* Data records:
++++++
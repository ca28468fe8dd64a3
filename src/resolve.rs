//! Preference-list parsing and winner selection.
//!
//! A preference list ranks toolchains: the environment marker `@`, exact
//! package keys, bare version numbers, and major-version wildcards. The
//! resolver reconciles that ranking against the validated set and picks
//! exactly one winning package: "highest preference wins", with one
//! exception: when the marker is present and the active environment
//! compiler was positively identified, that identification trumps list
//! order, because a user inside a configured compiler prompt almost
//! always wants that exact compiler.

use regex::Regex;

use crate::catalog::{self, Arch};
use crate::error::{MsvcFindError, Result};
use crate::validate::{self, ValidatedSet};

/// The environment-compiler marker token.
pub const ENV_MARKER: &str = "@";

/// Built-in preference order, newest to oldest, environment first.
pub const DEFAULT_PREFERENCE: &str = "@;VS17.*;VS16.*;VS15.*;VS14.0;VS12.0;VS11.0;VS10.0;\
                                      VS9.0;VS8.0;VS7.1;VS7.0;SDK7.1;SDK7.0;SDK6.1;SDK5.2";

/// One parsed preference token.
#[derive(Debug, Clone, PartialEq, Eq)]
pub enum Preference {
    /// The `@` marker: the already-active environment compiler.
    Environment,
    /// An exact package key ("VS14.0", "SDK7.1", "VS17.8").
    Package(String),
    /// A bare version number; matches the `VS`-aliased generation and any
    /// SDK sharing that runtime version.
    Version(String),
    /// `VS<major>.*`: every generation of that major version, most
    /// specific first. Payload is the major component.
    Wildcard(String),
}

impl std::fmt::Display for Preference {
    fn fmt(&self, f: &mut std::fmt::Formatter<'_>) -> std::fmt::Result {
        match self {
            Preference::Environment => f.write_str(ENV_MARKER),
            Preference::Package(key) => f.write_str(key),
            Preference::Version(version) => f.write_str(version),
            Preference::Wildcard(major) => write!(f, "VS{}.*", major),
        }
    }
}

/// A validated, duplicate-free preference list.
#[derive(Debug, Clone, PartialEq, Eq)]
pub struct PreferenceList {
    tokens: Vec<Preference>,
}

impl PreferenceList {
    /// Parse a preference specification: tokens separated by `;` or
    /// whitespace. Rejects unknown and repeated tokens.
    pub fn parse(spec: &str) -> Result<Self> {
        Self::from_tokens(spec.split([';', ' ', '\t']).filter(|t| !t.is_empty()))
    }

    /// Build a list from pre-split tokens (CLI positionals). Each token
    /// may itself still carry `;`-separated entries.
    pub fn from_tokens<I, S>(tokens: I) -> Result<Self>
    where
        I: IntoIterator<Item = S>,
        S: AsRef<str>,
    {
        let mut parsed: Vec<Preference> = Vec::new();
        for token in tokens {
            for token in token.as_ref().split(';').filter(|t| !t.is_empty()) {
                let preference = classify(token)?;
                if parsed.contains(&preference) {
                    return Err(MsvcFindError::InvalidPreference {
                        message: format!("duplicate token '{}'", token),
                    });
                }
                parsed.push(preference);
            }
        }
        if parsed.is_empty() {
            return Err(MsvcFindError::InvalidPreference {
                message: "preference list is empty".into(),
            });
        }
        Ok(Self { tokens: parsed })
    }

    pub fn tokens(&self) -> &[Preference] {
        &self.tokens
    }

    /// Whether the environment marker appears anywhere in the list.
    pub fn contains_environment(&self) -> bool {
        self.tokens.contains(&Preference::Environment)
    }
}

/// Classify one raw token, rejecting anything that is not the marker, a
/// known package key (including dynamically discovered `VS<major>.<minor>`
/// generations of a known family), a version number, or a wildcard over a
/// known family.
fn classify(token: &str) -> Result<Preference> {
    if token == ENV_MARKER {
        return Ok(Preference::Environment);
    }

    let wildcard = Regex::new(r"^VS(\d+)\.\*$").unwrap();
    if let Some(captures) = wildcard.captures(token) {
        let major = captures[1].to_string();
        let prefix = format!("VS{}.", major);
        if catalog::CATALOG.iter().any(|p| p.key.starts_with(prefix.as_str())) {
            return Ok(Preference::Wildcard(major));
        }
        return Err(MsvcFindError::InvalidPreference {
            message: format!("unknown generation in wildcard '{}'", token),
        });
    }

    if catalog::find(token).is_some() {
        return Ok(Preference::Package(token.to_string()));
    }

    // Exact minor versions of vswhere families ("VS17.8") are valid keys
    // even though only the family appears in the catalog.
    let vs_exact = Regex::new(r"^VS(\d+)\.\d+$").unwrap();
    if let Some(captures) = vs_exact.captures(token) {
        if catalog::find_vswhere_family(&captures[1]).is_some() {
            return Ok(Preference::Package(token.to_string()));
        }
        return Err(MsvcFindError::InvalidPreference {
            message: format!("unknown package '{}'", token),
        });
    }

    let numeric = Regex::new(r"^\d+\.\d+$").unwrap();
    if numeric.is_match(token) {
        return Ok(Preference::Version(token.to_string()));
    }

    Err(MsvcFindError::InvalidPreference {
        message: format!("unknown token '{}'", token),
    })
}

/// The (left, right) architecture pair a selection must satisfy: a pinned
/// architecture collapses both sides onto itself, otherwise x86/x64.
pub fn arch_pair(pin: Option<Arch>) -> (Arch, Arch) {
    match pin {
        Some(arch) => (arch, arch),
        None => (Arch::X86, Arch::X64),
    }
}

/// Select the winning package key.
///
/// `identified_env` is the environment compiler's package key when it was
/// positively identified (weak identifications are adopted by the caller
/// before this point). Returns `None` when nothing matches, an overall
/// resolution failure, not an error here.
pub fn resolve(
    preferences: &PreferenceList,
    validated: &ValidatedSet,
    identified_env: Option<&str>,
    left: Arch,
    right: Arch,
) -> Option<String> {
    if preferences.contains_environment() {
        if let Some(key) = identified_env {
            tracing::debug!("environment compiler '{}' wins by marker override", key);
            return Some(key.to_string());
        }
    }

    for token in preferences.tokens() {
        if *token == Preference::Environment {
            continue;
        }
        for key in expand(token, validated) {
            if validate::get(validated, &key, left).is_some()
                && validate::get(validated, &key, right).is_some()
            {
                tracing::debug!("preference '{}' selects '{}'", token, key);
                return Some(key);
            }
            tracing::debug!(
                "preference '{}': '{}' lacks a validated {}/{} pair",
                token,
                key,
                left,
                right
            );
        }
    }

    None
}

/// Expand a token into candidate package keys against the validated set,
/// in the order they should be tried.
fn expand(token: &Preference, validated: &ValidatedSet) -> Vec<String> {
    match token {
        Preference::Environment => Vec::new(),
        Preference::Package(key) => vec![key.clone()],
        Preference::Version(version) => {
            // The aliased fixed generation is tried before SDKs sharing
            // the runtime version.
            let mut keys = Vec::new();
            let alias = format!("VS{}", version);
            let all_keys = package_keys(validated);
            if all_keys.contains(&alias) {
                keys.push(alias);
            }
            for key in all_keys {
                let matches_runtime = key.starts_with("SDK")
                    && validated.values().any(|c| {
                        c.package_key == key && c.runtime_version.as_deref() == Some(version.as_str())
                    });
                if matches_runtime && !keys.contains(&key) {
                    keys.push(key);
                }
            }
            keys
        }
        Preference::Wildcard(major) => {
            let prefix = format!("VS{}.", major);
            let mut keys: Vec<String> = package_keys(validated)
                .into_iter()
                .filter(|key| key.starts_with(&prefix))
                .collect();
            // Most specific (highest full version) first.
            keys.sort_by(|a, b| version_of(b, &prefix).cmp(&version_of(a, &prefix)));
            keys
        }
    }
}

/// Distinct package keys of the validated set, lexicographic.
fn package_keys(validated: &ValidatedSet) -> Vec<String> {
    let mut keys: Vec<String> = Vec::new();
    for candidate in validated.values() {
        if !keys.contains(&candidate.package_key) {
            keys.push(candidate.package_key.clone());
        }
    }
    keys
}

fn version_of(key: &str, prefix: &str) -> u64 {
    key.strip_prefix(prefix)
        .and_then(|minor| minor.parse().ok())
        .unwrap_or(0)
}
++++++
* Work order: Once you have counted the lines above that hold the word "Option", report only that total.

* Answer: 3